To be fair, these would kill your grandma if she were run over by them.
Jarvis' journal recalled the intense trials they underwent through the months of harsh Alaska winter but on the day they arrived, he wrote, "March 29 was a beautiful, clear morning… with a cloudless sky and little or no wind… it seemed as if nature was trying to make amends for the hard trial she had given us…" The expedition reached the whalers with an underweight and exhausted herd of reindeer, but sixty-six men would be lost by Summer 1898, the majority to disease.
In case you needed an idea of the weather in Barrow.
Jarvis, Bertholf, and Call received Congressional Gold Medals for their work in 1899. Call and Bertholf went on to make their names, even more heroic, in the Revenue Cutter Service and Coast Guard. Call would become one of the most well-known doctors in the Alaska territory, an expert on native medicine and medicine men. Bertholf became the first Commandant of the Coast Guard, leading the service through World War I. Jarvis, though, would suffer a tragic fate at his own hands. After his time in the Revenue Cutter Service, he twice turned down the governorship of Alaska and instead worked for a salmon cannery and the development of a railroad and copper mines in Alaska. After being accused of corruption and bribery during the development, he committed suicide in June 1911.
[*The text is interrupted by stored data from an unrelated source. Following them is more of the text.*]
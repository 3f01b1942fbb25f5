//! Order API Handlers

use axum::extract::{Path, Query, State};
use chrono::NaiveDate;
use serde::{Deserialize, Serialize};
use shared::order::{Order, PaymentMethod, ServiceType};
use shared::models::Role;

use crate::api::{ApiResult, ok};
use crate::core::ServerState;
use crate::orders::DailySummary;
use crate::printing::DispatchOutcome;

#[derive(Debug, Default, Deserialize)]
pub struct OrderQuery {
    /// Local business day
    pub date: Option<NaiveDate>,
    pub role: Option<Role>,
    #[serde(rename = "type")]
    pub service_type: Option<ServiceType>,
    pub method: Option<PaymentMethod>,
    pub paid: Option<bool>,
}

/// GET /api/orders - newest first
pub async fn list(
    State(state): State<ServerState>,
    Query(query): Query<OrderQuery>,
) -> ApiResult<Vec<Order>> {
    let tz = state.orders.timezone();
    let mut orders = state.orders.list_orders()?;
    orders.retain(|o| {
        query
            .date
            .is_none_or(|d| o.created_at.with_timezone(&tz).date_naive() == d)
            && query.role.is_none_or(|r| o.role == r)
            && query.service_type.is_none_or(|t| o.service_type == t)
            && query.method.is_none_or(|m| o.payment_method == Some(m))
            && query.paid.is_none_or(|p| o.is_paid == p)
    });
    ok(orders)
}

/// GET /api/orders/{id}
pub async fn get_by_id(
    State(state): State<ServerState>,
    Path(id): Path<String>,
) -> ApiResult<Order> {
    ok(state.orders.get_order(&id)?)
}

/// POST /api/orders/{id}/print - print an order again on its routed printers
pub async fn print(
    State(state): State<ServerState>,
    Path(id): Path<String>,
) -> ApiResult<DispatchOutcome> {
    let order = state.orders.get_order(&id)?;
    ok(state.printing.print_order(&order).await?)
}

#[derive(Debug, Default, Deserialize)]
pub struct SummaryQuery {
    pub date: Option<NaiveDate>,
}

/// GET /api/orders/summary?date=YYYY-MM-DD - today when absent
pub async fn summary(
    State(state): State<ServerState>,
    Query(query): Query<SummaryQuery>,
) -> ApiResult<DailySummary> {
    ok(state.orders.daily_summary(query.date)?)
}

#[derive(Debug, Serialize)]
pub struct QueuedPrint {
    pub job_id: String,
}

/// POST /api/orders/summary/print?date=YYYY-MM-DD - queue the daily report
pub async fn print_summary(
    State(state): State<ServerState>,
    Query(query): Query<SummaryQuery>,
) -> ApiResult<QueuedPrint> {
    let summary = state.orders.daily_summary(query.date)?;
    let job_id = state.printing.print_daily_summary(&summary)?;
    ok(QueuedPrint { job_id })
}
Alaska has long been seen as the "Final Frontier" of the American west but the settlement of the largest state in the union did not come without great trial and consequence to settlers. Following the legacy of the US Revenue Cutter Service, US Coast Guard, assures that the fishermen and residents of Alaska live and work safely in an environment that is as unpredictable as life itself.